Hailing from an underfunded 1960s state school, my visions of attending Cambridge before I arrived included ancient, gargoyled walls rising up around me as I sashayed through cobblestone streets in a Hogwarts-esque gown – or perhaps I would be swallowed by marble busts who instantly recognised my inexperience and foreignness.
In the years that have followed, however, the wisteria-gilded walls of Christ’s have become an unexpected cradle of comfort, a familiar yet constantly awe-inspiring backdrop to academic achievements and positive memories.
Conversations with friends of similar backgrounds echo my own largely positive experience. We remark on the boost in productivity we feel studying in old, beautiful libraries, the sense of privilege and awe as we traverse medieval passageways, and the transformative experience of being the first in a family to partake in centuries-old traditions framed by chapels, portrait galleries, and grand halls which were once reserved for an impenetrable upper class.
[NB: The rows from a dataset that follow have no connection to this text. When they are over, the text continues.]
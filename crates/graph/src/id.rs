use crate::{GraphError, Result};
use std::fmt;

const SCHEME_SEPARATOR: &str = "://";

/// Parsed canonical id `<scheme>://<name>[:<version>]`.
#[derive(Debug, Clone, PartialEq, Eq, Hash, PartialOrd, Ord)]
pub struct ComponentId {
    pub scheme: String,
    pub name: String,
    pub version: Option<String>,
}

impl ComponentId {
    pub fn new(scheme: &str, name: &str, version: Option<&str>) -> Self {
        Self {
            scheme: scheme.trim_end_matches(SCHEME_SEPARATOR).to_string(),
            name: name.to_string(),
            version: version.map(str::to_string),
        }
    }

    /// The version is whatever follows the last `:`, so `gav://g:a:v` has the
    /// name `g:a`.
    pub fn parse(id: &str) -> Result<Self> {
        let (scheme, rest) = id
            .split_once(SCHEME_SEPARATOR)
            .ok_or_else(|| GraphError::InvalidId(id.to_string()))?;
        if scheme.is_empty() || rest.is_empty() {
            return Err(GraphError::InvalidId(id.to_string()));
        }
        let (name, version) = match rest.rsplit_once(':') {
            Some((name, version)) if !name.is_empty() && !version.is_empty() => {
                (name, Some(version))
            }
            Some(_) => return Err(GraphError::InvalidId(id.to_string())),
            None => (rest, None),
        };
        Ok(Self::new(scheme, name, version))
    }

    pub fn version_or_empty(&self) -> &str {
        self.version.as_deref().unwrap_or_default()
    }

    /// npm scope (`@scope`) when the name is scoped.
    pub fn scope(&self) -> Option<&str> {
        self.name
            .strip_prefix('@')
            .and_then(|_| self.name.split_once('/'))
            .map(|(scope, _)| scope)
    }

    /// Name without its npm scope.
    pub fn unscoped_name(&self) -> &str {
        match self.scope() {
            Some(scope) => &self.name[scope.len() + 1..],
            None => &self.name,
        }
    }

    /// `(group, artifact)` of a `gav` name.
    pub fn group_artifact(&self) -> Option<(&str, &str)> {
        self.name.split_once(':')
    }
}

impl fmt::Display for ComponentId {
    fn fmt(&self, f: &mut fmt::Formatter<'_>) -> fmt::Result {
        write!(f, "{}{SCHEME_SEPARATOR}{}", self.scheme, self.name)?;
        if let Some(version) = &self.version {
            write!(f, ":{version}")?;
        }
        Ok(())
    }
}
“The wisteria-gilded walls of Christ’s have become an unexpected cradle of comfort, a familiar yet constantly awe-inspiring backdrop to positive memories”
At the same time, the town and gown divide in Cambridge is embodied with crystal clarity by the architecture of the city. The compact, decorative centre is home to listed buildings and historical gems at every corner, while just less than a mile away, neighbourhoods like Grafton and Mill Road, as well as Anglia Ruskin University, are denied the same investment, financial or aesthetic. Stark differences in the age, design, and upkeep of buildings across such a small geographical area prove once again the frequent conflation of “Cambridge” and “University of Cambridge” as one and the same.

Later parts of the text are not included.